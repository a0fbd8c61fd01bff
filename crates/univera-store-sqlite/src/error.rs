//! Error type for `univera-store-sqlite`.

use thiserror::Error;

#[derive(Debug, Error)]
pub enum Error {
  #[error("database error: {0}")]
  Database(#[from] tokio_rusqlite::Error),

  #[error("date/time parse error: {0}")]
  DateParse(String),

  /// A row written in the same transaction could not be read back.
  #[error("row vanished after write: {0}")]
  Vanished(String),
}

pub type Result<T, E = Error> = std::result::Result<T, E>;
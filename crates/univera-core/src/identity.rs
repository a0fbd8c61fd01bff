//! The `IdentityProvider` trait: the external system of record for
//! credentials and sessions.
//!
//! Implemented by `univera-identity`. The provisioning workflow only needs to
//! look accounts up by email, create them, and delete them again when a later
//! step fails.

use std::future::Future;

use crate::person::{IdentityRecord, NewIdentity};

pub trait IdentityProvider: Send + Sync {
  type Error: std::error::Error + Send + Sync + 'static;

  /// Find the account registered under `email`, if any.
  fn find_by_email<'a>(
    &'a self,
    email: &'a str,
  ) -> impl Future<Output = Result<Option<IdentityRecord>, Self::Error>> + Send + 'a;

  /// Create a new account. `None` means the provider accepted the request
  /// but returned no account.
  fn create_account(
    &self,
    account: NewIdentity,
  ) -> impl Future<Output = Result<Option<IdentityRecord>, Self::Error>> + Send + '_;

  /// Delete an account. Returns `false` if no such account existed.
  fn delete_account<'a>(
    &'a self,
    external_id: &'a str,
  ) -> impl Future<Output = Result<bool, Self::Error>> + Send + 'a;
}
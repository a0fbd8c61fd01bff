//! Handler for `POST /list/teacher/create`.
//!
//! Creates a faculty member: an external account, a local user holding the
//! requested roles plus the faculty role, any leadership capacities those
//! roles confer, and the faculty record itself.
//!
//! Body (camelCase; id fields accept a number or a numeric string):
//!
//! ```json
//! { "name": "A", "email": "a@x.com", "password": "p",
//!   "roleIds": [9], "departmentId": 1, "courseId": 2,
//!   "position": "Lecturer", "universityId": 3, "subjectIds": [1, 2] }
//! ```

use axum::{
  Json,
  body::Bytes,
  extract::State,
  http::StatusCode,
  response::IntoResponse,
};
use serde::{Deserialize, Serialize};
use univera_core::{
  Provisioned, Provisioner,
  directory::Directory,
  identity::IdentityProvider,
  person::{FacultyPlacement, FacultyRecord, LocalUser, PersonProfile},
  principal::PROVISIONERS,
  role::{AccountRole, RoleGrant, RoleId},
};

use crate::{
  body::{IdField, filled, missing_fields, parse_body},
  error::ApiError,
  principal::Caller,
};

pub(crate) const CREATE_FAILED: &str = "Error creating User";

#[derive(Debug, Default, Deserialize)]
#[serde(rename_all = "camelCase")]
pub struct CreateTeacherBody {
  pub name:          Option<String>,
  pub email:         Option<String>,
  pub password:      Option<String>,
  pub role_ids:      Option<Vec<i64>>,
  pub department_id: Option<IdField>,
  pub course_id:     Option<IdField>,
  pub position:      Option<String>,
  pub university_id: Option<IdField>,
  pub subject_ids:   Option<Vec<i64>>,
}

impl CreateTeacherBody {
  /// Check every required field is present and truthy, then build the
  /// profile. `subjectIds` must be present but may be empty.
  pub fn into_profile(self) -> Result<PersonProfile, ApiError> {
    let name = filled(self.name);
    let email = filled(self.email);
    let password = self.password.filter(|p| !p.is_empty());
    let role_ids = self.role_ids.filter(|r| !r.is_empty());
    let department_id = self.department_id.as_ref().and_then(IdField::value);
    let course_id = self.course_id.as_ref().and_then(IdField::value);
    let position = filled(self.position);
    let university_id = self.university_id.as_ref().and_then(IdField::value);

    match (
      name,
      email,
      password,
      role_ids,
      department_id,
      course_id,
      position,
      university_id,
      self.subject_ids,
    ) {
      (
        Some(name),
        Some(email),
        Some(password),
        Some(role_ids),
        Some(department_id),
        Some(course_id),
        Some(position),
        Some(university_id),
        Some(subject_ids),
      ) => Ok(PersonProfile {
        name,
        email,
        password,
        phone: String::new(),
        requested_role: AccountRole::Faculty,
        grant: RoleGrant::from_role_ids(role_ids.into_iter().map(RoleId))
          .with_role(RoleId::FACULTY),
        department_id: Some(department_id),
        course_id: Some(course_id),
        faculty: Some(FacultyPlacement {
          position,
          university_id,
          subject_ids: subject_ids.into_iter().collect(),
        }),
      }),
      (
        name,
        email,
        password,
        role_ids,
        department_id,
        course_id,
        position,
        university_id,
        subject_ids,
      ) => Err(missing_fields(&[
        ("name", name.is_some()),
        ("email", email.is_some()),
        ("password", password.is_some()),
        ("roleIds", role_ids.is_some()),
        ("departmentId", department_id.is_some()),
        ("courseId", course_id.is_some()),
        ("position", position.is_some()),
        ("universityId", university_id.is_some()),
        ("subjectIds", subject_ids.is_some()),
      ])),
    }
  }
}

// ─── Response ────────────────────────────────────────────────────────────────

#[derive(Debug, Serialize)]
#[serde(rename_all = "camelCase")]
pub struct CreatedBody {
  pub message:          &'static str,
  pub identity_created: bool,
  pub user:             LocalUser,
  #[serde(skip_serializing_if = "Option::is_none")]
  pub faculty:          Option<FacultyRecord>,
}

/// 201 with the created (or extended) user.
pub(crate) fn created(provisioned: Provisioned) -> (StatusCode, Json<CreatedBody>) {
  let message = if provisioned.faculty.is_some() {
    "Faculty created successfully"
  } else {
    "User created successfully"
  };
  (
    StatusCode::CREATED,
    Json(CreatedBody {
      message,
      identity_created: provisioned.identity_created,
      user: provisioned.user,
      faculty: provisioned.faculty,
    }),
  )
}

// ─── Handler ─────────────────────────────────────────────────────────────────

/// `POST /list/teacher/create`
pub async fn create<D, I>(
  State(provisioner): State<Provisioner<D, I>>,
  caller: Caller,
  body: Bytes,
) -> Result<impl IntoResponse, ApiError>
where
  D: Directory + 'static,
  I: IdentityProvider + 'static,
{
  caller.require(PROVISIONERS)?;
  let profile = parse_body::<CreateTeacherBody>(&body)?.into_profile()?;

  let provisioned = provisioner
    .provision(profile)
    .await
    .map_err(|e| ApiError::provisioning(CREATE_FAILED, e))?;
  Ok(created(provisioned))
}

#[cfg(test)]
mod tests {
  use super::*;

  fn full() -> CreateTeacherBody {
    serde_json::from_value(serde_json::json!({
      "name": "A", "email": "a@x.com", "password": "p",
      "roleIds": [9], "departmentId": "1", "courseId": 2,
      "position": "Lecturer", "universityId": 3, "subjectIds": [1, 2],
    }))
    .unwrap()
  }

  #[test]
  fn faculty_role_is_appended() {
    let profile = full().into_profile().unwrap();
    let ids: Vec<i64> = profile.grant.role_ids().iter().map(|r| r.0).collect();
    assert_eq!(ids, vec![4, 9]);
    assert_eq!(profile.requested_role, AccountRole::Faculty);
    assert_eq!(profile.department_id, Some(1));
    assert!(profile.phone.is_empty());
  }

  #[test]
  fn falsy_fields_are_missing() {
    let mut body = full();
    body.role_ids = Some(vec![]);
    body.position = Some(" ".into());
    body.university_id = Some(IdField::Number(0));
    let err = body.into_profile().unwrap_err();
    assert!(matches!(
      err,
      ApiError::BadRequest(m) if m == "Missing required fields: roleIds, position, universityId"
    ));
  }

  #[test]
  fn empty_subject_list_is_allowed_but_absent_is_not() {
    let mut body = full();
    body.subject_ids = Some(vec![]);
    assert!(body.into_profile().is_ok());

    let mut body = full();
    body.subject_ids = None;
    assert!(body.into_profile().is_err());
  }
}
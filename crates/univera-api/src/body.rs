//! Request-body helpers.
//!
//! Bodies are taken as raw bytes and decoded only after the caller has been
//! authorized, so an unauthorized request never has its payload inspected.

use axum::body::Bytes;
use serde::{Deserialize, de::DeserializeOwned};

use crate::error::ApiError;

/// Decode a JSON body, answering 400 on malformed input.
pub fn parse_body<T: DeserializeOwned>(bytes: &Bytes) -> Result<T, ApiError> {
  serde_json::from_slice(bytes).map_err(|e| ApiError::BadRequest(format!("invalid body: {e}")))
}

/// A numeric id sent either as a JSON number or as a numeric string.
#[derive(Debug, Clone, Deserialize)]
#[serde(untagged)]
pub enum IdField {
  Number(i64),
  Text(String),
}

impl IdField {
  /// The id, or `None` when it is zero, blank or not a number.
  pub fn value(&self) -> Option<i64> {
    let id = match self {
      IdField::Number(n) => *n,
      IdField::Text(s) => s.trim().parse().ok()?,
    };
    (id != 0).then_some(id)
  }
}

/// A present, non-blank string.
pub fn filled(value: Option<String>) -> Option<String> {
  value.filter(|v| !v.trim().is_empty())
}

/// A single 400 naming every field whose check is `false`.
pub fn missing_fields(checks: &[(&'static str, bool)]) -> ApiError {
  let absent: Vec<&str> = checks
    .iter()
    .filter(|(_, present)| !present)
    .map(|(name, _)| *name)
    .collect();
  ApiError::BadRequest(format!("Missing required fields: {}", absent.join(", ")))
}

#[cfg(test)]
mod tests {
  use super::*;

  #[test]
  fn id_field_accepts_numbers_and_numeric_strings() {
    let n: IdField = serde_json::from_str("7").unwrap();
    let s: IdField = serde_json::from_str("\" 7 \"").unwrap();
    assert_eq!(n.value(), Some(7));
    assert_eq!(s.value(), Some(7));
  }

  #[test]
  fn id_field_treats_zero_and_junk_as_absent() {
    for raw in ["0", "\"0\"", "\"\"", "\"abc\""] {
      let f: IdField = serde_json::from_str(raw).unwrap();
      assert_eq!(f.value(), None, "{raw}");
    }
  }

  #[test]
  fn missing_fields_lists_every_absent_name() {
    let err = missing_fields(&[("name", false), ("email", true), ("position", false)]);
    assert!(matches!(err, ApiError::BadRequest(m) if m == "Missing required fields: name, position"));
  }
}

▶ _WHAT YOU SHOULD DO_: The reply should hold only the lines from the first line of the listing above through the line with "Self::Error>> + Send + '_;", each copied exactly.

▶ _WRITTEN ANSWER_:
repository a0fbd8c61fd01bff
filename crates/univera-store-sqlite/src/error.rs
//! Error type for `univera-store-sqlite`.

use thiserror::Error;

#[derive(Debug, Error)]
pub enum Error {
  #[error("database error: {0}")]
  Database(#[from] tokio_rusqlite::Error),

  #[error("date/time parse error: {0}")]
  DateParse(String),

  /// A row written in the same transaction could not be read back.
  #[error("row vanished after write: {0}")]
  Vanished(String),
}

pub type Result<T, E = Error> = std::result::Result<T, E>;
filename crates/univera-core/src/identity.rs
repository a0fbd8c61fd01bff
//! The `IdentityProvider` trait: the external system of record for
//! credentials and sessions.
//!
//! Implemented by `univera-identity`. The provisioning workflow only needs to
//! look accounts up by email, create them, and delete them again when a later
//! step fails.

use std::future::Future;

use crate::person::{IdentityRecord, NewIdentity};

pub trait IdentityProvider: Send + Sync {
  type Error: std::error::Error + Send + Sync + 'static;

  /// Find the account registered under `email`, if any.
  fn find_by_email<'a>(
    &'a self,
    email: &'a str,
  ) -> impl Future<Output = Result<Option<IdentityRecord>, Self::Error>> + Send + 'a;

  /// Create a new account. `None` means the provider accepted the request
  /// but returned no account.
  fn create_account(
    &self,
    account: NewIdentity,
  ) -> impl Future<Output = Result<Option<IdentityRecord>, Self::Error>> + Send + '_;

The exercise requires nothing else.